§ **Exercise directions**: Search the material for the string "syscalls", then return every line where it is found.

*** Records to use ***

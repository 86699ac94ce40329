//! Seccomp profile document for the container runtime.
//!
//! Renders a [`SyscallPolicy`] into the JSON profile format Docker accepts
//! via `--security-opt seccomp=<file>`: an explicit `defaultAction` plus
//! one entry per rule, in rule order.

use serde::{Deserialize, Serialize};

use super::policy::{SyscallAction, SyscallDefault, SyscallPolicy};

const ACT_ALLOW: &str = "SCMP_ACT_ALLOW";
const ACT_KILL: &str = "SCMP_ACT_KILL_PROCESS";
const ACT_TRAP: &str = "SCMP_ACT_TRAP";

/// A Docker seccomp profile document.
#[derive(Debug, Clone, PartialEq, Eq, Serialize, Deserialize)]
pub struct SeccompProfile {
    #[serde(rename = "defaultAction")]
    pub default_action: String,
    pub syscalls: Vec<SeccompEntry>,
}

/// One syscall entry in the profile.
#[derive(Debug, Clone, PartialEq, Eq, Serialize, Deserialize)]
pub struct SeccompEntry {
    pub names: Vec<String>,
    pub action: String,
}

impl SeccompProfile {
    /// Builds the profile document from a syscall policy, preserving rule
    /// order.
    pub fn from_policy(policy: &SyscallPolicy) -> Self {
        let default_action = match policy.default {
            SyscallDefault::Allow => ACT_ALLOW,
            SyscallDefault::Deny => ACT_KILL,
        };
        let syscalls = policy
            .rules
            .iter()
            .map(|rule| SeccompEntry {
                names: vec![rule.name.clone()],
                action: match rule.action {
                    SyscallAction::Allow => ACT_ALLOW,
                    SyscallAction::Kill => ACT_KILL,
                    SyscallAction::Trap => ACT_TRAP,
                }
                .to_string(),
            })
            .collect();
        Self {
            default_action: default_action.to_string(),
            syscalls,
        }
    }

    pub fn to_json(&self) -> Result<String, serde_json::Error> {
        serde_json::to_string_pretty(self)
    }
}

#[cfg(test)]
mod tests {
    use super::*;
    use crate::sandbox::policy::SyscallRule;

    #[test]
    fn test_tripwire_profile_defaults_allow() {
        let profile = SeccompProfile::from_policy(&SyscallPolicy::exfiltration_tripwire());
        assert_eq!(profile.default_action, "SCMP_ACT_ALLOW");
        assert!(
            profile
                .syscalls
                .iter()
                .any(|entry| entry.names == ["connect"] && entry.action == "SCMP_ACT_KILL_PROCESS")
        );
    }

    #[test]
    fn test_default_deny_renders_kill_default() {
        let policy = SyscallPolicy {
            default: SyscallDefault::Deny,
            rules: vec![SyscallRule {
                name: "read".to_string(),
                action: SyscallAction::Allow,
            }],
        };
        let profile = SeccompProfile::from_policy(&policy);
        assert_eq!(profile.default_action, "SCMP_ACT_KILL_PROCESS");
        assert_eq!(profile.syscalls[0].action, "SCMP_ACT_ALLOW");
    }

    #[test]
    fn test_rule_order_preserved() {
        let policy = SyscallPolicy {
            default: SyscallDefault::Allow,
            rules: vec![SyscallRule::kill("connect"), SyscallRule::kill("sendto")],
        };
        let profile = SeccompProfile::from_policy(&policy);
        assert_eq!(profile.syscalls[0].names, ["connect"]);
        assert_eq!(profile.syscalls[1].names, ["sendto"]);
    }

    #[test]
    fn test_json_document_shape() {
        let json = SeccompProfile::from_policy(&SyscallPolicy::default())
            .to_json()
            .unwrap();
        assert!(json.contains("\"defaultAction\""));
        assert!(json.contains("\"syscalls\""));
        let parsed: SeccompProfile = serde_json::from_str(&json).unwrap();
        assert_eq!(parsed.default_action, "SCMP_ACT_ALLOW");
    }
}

***
*** Records to use ***

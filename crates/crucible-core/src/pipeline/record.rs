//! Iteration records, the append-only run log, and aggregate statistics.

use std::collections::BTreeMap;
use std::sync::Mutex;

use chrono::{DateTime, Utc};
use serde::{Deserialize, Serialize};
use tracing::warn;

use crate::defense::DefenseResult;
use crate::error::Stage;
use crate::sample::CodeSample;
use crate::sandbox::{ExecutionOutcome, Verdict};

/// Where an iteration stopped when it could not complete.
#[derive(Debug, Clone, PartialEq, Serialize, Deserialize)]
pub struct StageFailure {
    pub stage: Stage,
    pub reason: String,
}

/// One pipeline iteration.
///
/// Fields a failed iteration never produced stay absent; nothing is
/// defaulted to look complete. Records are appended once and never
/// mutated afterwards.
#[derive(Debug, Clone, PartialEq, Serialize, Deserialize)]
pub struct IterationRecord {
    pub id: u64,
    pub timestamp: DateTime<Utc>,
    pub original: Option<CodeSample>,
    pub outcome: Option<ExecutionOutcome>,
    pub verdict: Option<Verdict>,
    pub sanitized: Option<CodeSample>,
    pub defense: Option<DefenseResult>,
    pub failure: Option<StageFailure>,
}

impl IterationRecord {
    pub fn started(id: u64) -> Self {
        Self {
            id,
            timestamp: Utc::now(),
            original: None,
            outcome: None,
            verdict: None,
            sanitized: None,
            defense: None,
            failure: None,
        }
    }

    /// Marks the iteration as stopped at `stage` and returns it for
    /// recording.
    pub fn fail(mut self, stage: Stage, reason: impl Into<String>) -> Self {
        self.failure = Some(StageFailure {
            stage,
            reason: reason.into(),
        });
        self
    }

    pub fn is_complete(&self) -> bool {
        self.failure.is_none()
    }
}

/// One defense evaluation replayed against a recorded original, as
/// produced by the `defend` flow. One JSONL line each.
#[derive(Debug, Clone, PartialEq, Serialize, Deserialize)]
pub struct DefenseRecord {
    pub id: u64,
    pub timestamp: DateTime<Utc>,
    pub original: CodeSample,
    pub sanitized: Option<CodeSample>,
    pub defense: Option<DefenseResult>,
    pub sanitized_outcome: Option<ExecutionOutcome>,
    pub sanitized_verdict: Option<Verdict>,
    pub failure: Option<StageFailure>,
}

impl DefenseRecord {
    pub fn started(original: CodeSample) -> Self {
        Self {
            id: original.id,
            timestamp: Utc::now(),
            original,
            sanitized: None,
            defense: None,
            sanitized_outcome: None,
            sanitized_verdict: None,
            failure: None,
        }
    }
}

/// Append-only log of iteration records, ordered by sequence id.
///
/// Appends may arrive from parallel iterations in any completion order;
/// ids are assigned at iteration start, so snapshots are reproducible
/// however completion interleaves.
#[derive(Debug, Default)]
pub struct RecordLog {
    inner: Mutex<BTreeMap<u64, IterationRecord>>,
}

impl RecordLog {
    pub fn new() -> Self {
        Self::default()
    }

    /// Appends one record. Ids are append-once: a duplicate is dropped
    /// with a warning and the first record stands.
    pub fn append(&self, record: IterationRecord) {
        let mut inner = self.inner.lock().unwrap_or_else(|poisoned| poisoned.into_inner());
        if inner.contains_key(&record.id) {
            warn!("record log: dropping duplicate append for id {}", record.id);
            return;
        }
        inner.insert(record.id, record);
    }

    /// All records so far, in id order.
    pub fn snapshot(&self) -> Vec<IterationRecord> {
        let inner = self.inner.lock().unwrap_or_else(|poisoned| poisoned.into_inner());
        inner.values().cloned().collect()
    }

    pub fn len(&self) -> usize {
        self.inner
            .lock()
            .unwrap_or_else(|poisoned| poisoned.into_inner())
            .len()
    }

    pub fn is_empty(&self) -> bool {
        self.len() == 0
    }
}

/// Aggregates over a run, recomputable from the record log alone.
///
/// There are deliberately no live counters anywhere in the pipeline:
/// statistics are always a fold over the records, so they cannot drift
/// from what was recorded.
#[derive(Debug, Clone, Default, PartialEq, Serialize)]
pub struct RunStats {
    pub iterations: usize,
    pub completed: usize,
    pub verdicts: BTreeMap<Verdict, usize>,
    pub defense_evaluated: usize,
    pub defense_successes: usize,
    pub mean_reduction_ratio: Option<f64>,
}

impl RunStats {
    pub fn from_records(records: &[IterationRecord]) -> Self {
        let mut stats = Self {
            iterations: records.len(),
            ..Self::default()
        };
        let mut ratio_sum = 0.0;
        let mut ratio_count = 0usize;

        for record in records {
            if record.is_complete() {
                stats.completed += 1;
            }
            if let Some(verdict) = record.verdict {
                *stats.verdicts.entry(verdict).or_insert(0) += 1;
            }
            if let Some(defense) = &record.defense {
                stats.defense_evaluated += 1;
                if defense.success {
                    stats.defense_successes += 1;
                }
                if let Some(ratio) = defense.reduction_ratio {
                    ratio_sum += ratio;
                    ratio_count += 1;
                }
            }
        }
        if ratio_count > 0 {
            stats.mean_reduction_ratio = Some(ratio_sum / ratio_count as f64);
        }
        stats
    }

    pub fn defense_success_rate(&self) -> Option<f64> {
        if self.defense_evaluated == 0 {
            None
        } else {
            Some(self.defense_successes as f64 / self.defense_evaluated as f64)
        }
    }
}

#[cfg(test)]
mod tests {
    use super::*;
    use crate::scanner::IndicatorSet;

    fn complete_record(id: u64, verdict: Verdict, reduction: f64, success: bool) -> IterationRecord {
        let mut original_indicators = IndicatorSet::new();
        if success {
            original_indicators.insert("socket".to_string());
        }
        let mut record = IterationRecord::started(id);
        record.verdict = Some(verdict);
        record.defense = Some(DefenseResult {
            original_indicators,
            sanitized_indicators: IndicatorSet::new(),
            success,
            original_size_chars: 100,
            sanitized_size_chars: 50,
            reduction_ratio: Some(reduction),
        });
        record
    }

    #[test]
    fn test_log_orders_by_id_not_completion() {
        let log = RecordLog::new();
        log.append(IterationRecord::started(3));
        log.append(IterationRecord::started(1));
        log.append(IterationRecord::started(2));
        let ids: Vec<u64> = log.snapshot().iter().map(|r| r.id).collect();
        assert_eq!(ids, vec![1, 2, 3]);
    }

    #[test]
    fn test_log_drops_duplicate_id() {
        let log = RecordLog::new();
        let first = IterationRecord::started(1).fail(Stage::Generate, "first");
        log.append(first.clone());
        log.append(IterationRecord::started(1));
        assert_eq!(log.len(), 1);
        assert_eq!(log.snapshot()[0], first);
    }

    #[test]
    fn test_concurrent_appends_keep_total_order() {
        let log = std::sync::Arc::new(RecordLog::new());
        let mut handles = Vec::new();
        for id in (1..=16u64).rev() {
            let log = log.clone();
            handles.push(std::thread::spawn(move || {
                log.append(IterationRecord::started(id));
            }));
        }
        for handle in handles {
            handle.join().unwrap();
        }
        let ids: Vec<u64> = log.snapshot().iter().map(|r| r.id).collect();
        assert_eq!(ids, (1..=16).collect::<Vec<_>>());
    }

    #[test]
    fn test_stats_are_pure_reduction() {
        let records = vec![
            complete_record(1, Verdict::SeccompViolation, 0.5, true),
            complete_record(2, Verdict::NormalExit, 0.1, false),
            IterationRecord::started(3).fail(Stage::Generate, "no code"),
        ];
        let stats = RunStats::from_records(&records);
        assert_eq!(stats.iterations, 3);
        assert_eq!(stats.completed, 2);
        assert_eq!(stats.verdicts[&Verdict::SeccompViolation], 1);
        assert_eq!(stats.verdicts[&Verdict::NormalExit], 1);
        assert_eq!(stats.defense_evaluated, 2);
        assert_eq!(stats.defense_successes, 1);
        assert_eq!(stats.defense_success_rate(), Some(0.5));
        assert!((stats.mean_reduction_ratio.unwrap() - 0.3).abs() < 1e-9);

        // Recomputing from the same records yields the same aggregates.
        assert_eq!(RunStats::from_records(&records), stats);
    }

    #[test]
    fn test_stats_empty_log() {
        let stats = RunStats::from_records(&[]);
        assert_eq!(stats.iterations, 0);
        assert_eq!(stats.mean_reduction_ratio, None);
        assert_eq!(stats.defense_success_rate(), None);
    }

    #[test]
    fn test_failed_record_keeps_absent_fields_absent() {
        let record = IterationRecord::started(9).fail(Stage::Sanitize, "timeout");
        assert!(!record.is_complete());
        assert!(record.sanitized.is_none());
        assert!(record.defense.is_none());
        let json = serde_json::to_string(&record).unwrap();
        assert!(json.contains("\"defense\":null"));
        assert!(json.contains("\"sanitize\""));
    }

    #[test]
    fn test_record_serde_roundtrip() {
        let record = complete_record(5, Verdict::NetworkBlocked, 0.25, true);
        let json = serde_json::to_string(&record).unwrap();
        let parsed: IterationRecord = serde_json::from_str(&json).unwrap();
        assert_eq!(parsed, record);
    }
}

***

§ **Answer below**:
    pub syscalls: Vec<SeccompEntry>,
        let syscalls = policy
            syscalls,
                .syscalls
        assert_eq!(profile.syscalls[0].action, "SCMP_ACT_ALLOW");
        assert_eq!(profile.syscalls[0].names, ["connect"]);
        assert_eq!(profile.syscalls[1].names, ["sendto"]);
        assert!(json.contains("\"syscalls\""));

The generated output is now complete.